Print metrics after each epoch
In the example above, metrics are printed once the training finishes. However, you can also print and visualize metrics as the training proceeds.
Different frameworks have their own approaches for achieving this. For YOLOv8, it involves using callbacks. For examples with other frameworks and libraries, refer to the Metrics & Visualization documentation.
Edit your train.py
file to include a custom callback method:
import shutil
from ultralytics import YOLO
import argparse
import json
def parse_args():
parser = argparse.ArgumentParser()
parser.add_argument('--epochs', type=int, default=2)
parser.add_argument('--verbose', type=bool, default=False)
return parser.parse_args()
args = parse_args()
def print_valohai_metrics(trainer):
metadata = {
"epoch": trainer.epoch,
}
# Loop through the metrics
for metric in trainer.metrics:
metric_name = metric.split("metrics/")[-1]

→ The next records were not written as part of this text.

use std::fmt;
use std::time::Duration;

use tokio::io::{AsyncBufRead, AsyncBufReadExt, AsyncReadExt};
use tokio::time::{Instant, timeout_at};
use tracing::{debug, warn};

use crate::http::request::RequestLine;

/// Longest request or header line accepted, terminator included.
pub const MAX_LINE_LEN: usize = 8 * 1024;

#[derive(Debug)]
pub enum ReadError {
    /// The request head did not complete before the deadline
    Timeout,
    /// Peer closed its side before the blank line
    Closed,
    /// Line exceeded `MAX_LINE_LEN` without a terminator
    TooLong,
    Io(std::io::Error),
}

impl fmt::Display for ReadError {
    fn fmt(&self, f: &mut fmt::Formatter<'_>) -> fmt::Result {
        match self {
            ReadError::Timeout => write!(f, "timed out waiting for request data"),
            ReadError::Closed => write!(f, "connection closed before end of request head"),
            ReadError::TooLong => write!(f, "request line longer than {} bytes", MAX_LINE_LEN),
            ReadError::Io(e) => write!(f, "{}", e),
        }
    }
}

impl std::error::Error for ReadError {}

impl From<std::io::Error> for ReadError {
    fn from(e: std::io::Error) -> Self {
        ReadError::Io(e)
    }
}

/// Reads the request head up to and including the blank line.
///
/// The first line is kept and parsed; later lines are consumed and dropped.
/// `limit` bounds the whole head, not each line. Any failure stops reading
/// and is only logged: the caller gets whatever first line made it through,
/// or an empty `RequestLine` if none did.
pub async fn read_request_head<R>(reader: &mut R, limit: Duration) -> RequestLine
where
    R: AsyncBufRead + Unpin,
{
    let deadline = Instant::now() + limit;
    let mut first: Option<String> = None;

    loop {
        match next_line(reader, deadline).await {
            Ok(line) => {
                debug!("Request line: ({})", line);
                let end_of_head = line.is_empty();

                if first.is_none() {
                    first = Some(line);
                }
                if end_of_head {
                    break;
                }
            }
            Err(e) => {
                warn!(error = %e, "Request error");
                break;
            }
        }
    }

    let request = first.map(RequestLine::parse).unwrap_or_else(RequestLine::empty);
    debug!(path = ?request.path, "Requested file path");
    request
}

/// Reads one line with its `\n` or `\r\n` terminator removed.
pub async fn next_line<R>(reader: &mut R, deadline: Instant) -> Result<String, ReadError>
where
    R: AsyncBufRead + Unpin,
{
    let mut buf = Vec::new();
    let mut bounded = (&mut *reader).take(MAX_LINE_LEN as u64);

    let n = timeout_at(deadline, bounded.read_until(b'\n', &mut buf))
        .await
        .map_err(|_| ReadError::Timeout)??;

    if n == 0 {
        return Err(ReadError::Closed);
    }

    if buf.last() == Some(&b'\n') {
        buf.pop();
        if buf.last() == Some(&b'\r') {
            buf.pop();
        }
    } else if n >= MAX_LINE_LEN {
        return Err(ReadError::TooLong);
    }

    Ok(String::from_utf8_lossy(&buf).into_owned())
}

#[cfg(test)]
mod tests {
    use super::*;

    #[tokio::test]
    async fn reads_first_line_and_skips_headers() {
        let mut input: &[u8] = b"GET /a.html HTTP/1.1\r\nHost: example.com\r\n\r\n";

        let request = read_request_head(&mut input, Duration::from_secs(1)).await;

        assert_eq!(request.raw.as_deref(), Some("GET /a.html HTTP/1.1"));
        assert_eq!(request.path(), Some("/a.html"));
        assert!(input.is_empty());
    }
}
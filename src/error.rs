use std::io;

use thiserror::Error;

use crate::memory::TypeAddr;

pub type Result<T> = std::result::Result<T, Error>;

/// Everything that can stop a ROM from loading or a cycle from completing.
#[derive(Debug, Error)]
pub enum Error {
    /// the ROM source could not be read
    #[error("unable to read rom: {0}")]
    Io(#[from] io::Error),

    #[error("rom is too large ({size} bytes), max size is {max_size} bytes")]
    RomTooLarge { size: usize, max_size: usize },

    #[error("stack overflow: call at {pc:#05X} with every stack slot in use")]
    StackOverflow { pc: TypeAddr },

    #[error("stack underflow: return at {pc:#05X} with an empty call stack")]
    StackUnderflow { pc: TypeAddr },

    #[error("memory access out of bounds at address {address:#06X}")]
    MemoryOutOfBounds { address: usize },

    /// a `Config` whose font or program region breaks the memory map
    #[error("invalid memory layout: {0}")]
    InvalidLayout(String),
}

metric_value = trainer.metrics[metric]
metadata[metric_name] = metric_value
print(json.dumps(metadata))
# Load a model
model = YOLO("yolov8n.pt") # Load a pretrained model (recommended for training)
model.add_callback("on_train_epoch_end", print_valohai_metrics)
# Use the model
model.train(data="coco128.yaml", epochs=args.epochs, verbose=args.verbose) # Train the model
path = model.export(format="onnx") # Export the model to ONNX format
metadata = {}
# Loop through the metrics
for metric in model.metrics.results_dict:
# Some metrics have a 'metrics/' prefix
# Splitting it yields the actual metric name
metric_name = metric.split("metrics/")[-1]

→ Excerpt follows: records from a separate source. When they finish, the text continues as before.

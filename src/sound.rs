use std::error::Error;
use std::sync::atomic::{AtomicBool, Ordering};
use std::sync::Arc;

use cpal::traits::{DeviceTrait, HostTrait, StreamTrait};
use cpal::{FromSample, Sample, SizedSample};

/// A 440Hz tone that plays while the sound timer is running.
///
/// The stream runs for the whole session and writes silence while inactive.
pub struct Sound {
    _stream: cpal::Stream,
    active: Arc<AtomicBool>,
}

impl Sound {
    pub fn new() -> Result<Self, Box<dyn Error>> {
        let host = cpal::default_host();
        let device = host
            .default_output_device()
            .ok_or("no output device available")?;
        let supported_config = device.default_output_config()?;
        let sample_format = supported_config.sample_format();
        let config: cpal::StreamConfig = supported_config.into();
        let active = Arc::new(AtomicBool::new(false));

        let stream = match sample_format {
            cpal::SampleFormat::I8 => Self::run::<i8>(&device, &config, &active)?,
            cpal::SampleFormat::I16 => Self::run::<i16>(&device, &config, &active)?,
            cpal::SampleFormat::I32 => Self::run::<i32>(&device, &config, &active)?,
            cpal::SampleFormat::I64 => Self::run::<i64>(&device, &config, &active)?,
            cpal::SampleFormat::U8 => Self::run::<u8>(&device, &config, &active)?,
            cpal::SampleFormat::U16 => Self::run::<u16>(&device, &config, &active)?,
            cpal::SampleFormat::U32 => Self::run::<u32>(&device, &config, &active)?,
            cpal::SampleFormat::U64 => Self::run::<u64>(&device, &config, &active)?,
            cpal::SampleFormat::F32 => Self::run::<f32>(&device, &config, &active)?,
            cpal::SampleFormat::F64 => Self::run::<f64>(&device, &config, &active)?,
            sample_format => {
                return Err(format!("unsupported sample format '{sample_format}'").into())
            }
        };

        Ok(Self {
            _stream: stream,
            active,
        })
    }

    pub fn set_active(&self, on: bool) {
        self.active.store(on, Ordering::Relaxed);
    }

    fn run<T>(
        device: &cpal::Device,
        config: &cpal::StreamConfig,
        active: &Arc<AtomicBool>,
    ) -> Result<cpal::Stream, Box<dyn Error>>
    where
        T: SizedSample + FromSample<f32>,
    {
        let sample_rate = config.sample_rate.0 as f32;
        let channels = config.channels as usize;
        let active = Arc::clone(active);

        // Produce a sinusoid of maximum amplitude.
        let mut sample_clock = 0f32;
        let mut next_value = move || {
            sample_clock = (sample_clock + 1.0) % sample_rate;
            (sample_clock * 440.0 * 2.0 * std::f32::consts::PI / sample_rate).sin()
        };

        let err_fn = |err| log::error!("an error occurred on stream: {}", err);

        let stream = device.build_output_stream(
            config,
            move |data: &mut [T], _: &cpal::OutputCallbackInfo| {
                let gain = if active.load(Ordering::Relaxed) { 1.0 } else { 0.0 };
                Self::write_data(data, channels, &mut || next_value() * gain)
            },
            err_fn,
            None,
        )?;

        stream.play()?;
        Ok(stream)
    }

    fn write_data<T>(output: &mut [T], channels: usize, next_sample: &mut dyn FnMut() -> f32)
    where
        T: Sample + FromSample<f32>,
    {
        for frame in output.chunks_mut(channels) {
            let value: T = T::from_sample(next_sample());
            for sample in frame.iter_mut() {
                *sample = value;
            }
        }
    }
}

metric_value = model.metrics.results_dict[metric]
metadata[metric_name] = metric_value
# Valohai metrics are collected as JSON key:value pairs
print(json.dumps(metadata))
# Copy the exported model to the Valohai outputs directory
shutil.copy(path, '/valohai/outputs/')
# Define a JSON dictionary containing a friendly name
# You can reference this file with datum://latest-model
file_metadata = {
"valohai.alias": "latest-model"
}
# Attach the metadata to the file
with open("/valohai/outputs/best.onnx.metadata.json", "w") as f:
f.write(json.dumps(file_metadata))
Run your training script again with additional epochs, and notice that JSON metrics are now printed in the log after each epoch.
As soon as the “Metadata” tab is available, open it. Then, select “epoch” for the horizontal axis and choose any metric for the vertical axis on the right to visualize your training progress as the job runs and after it completes.
vh execution run yolo --epochs=10 --adhoc --open-browser
Compare jobs
On the Executions tab, you can select multiple executions by checking the boxes at the beginning of each row. After choosing the executions you want to compare, click “Compare” located above the table. This allows you to view and compare their metrics side-by-side.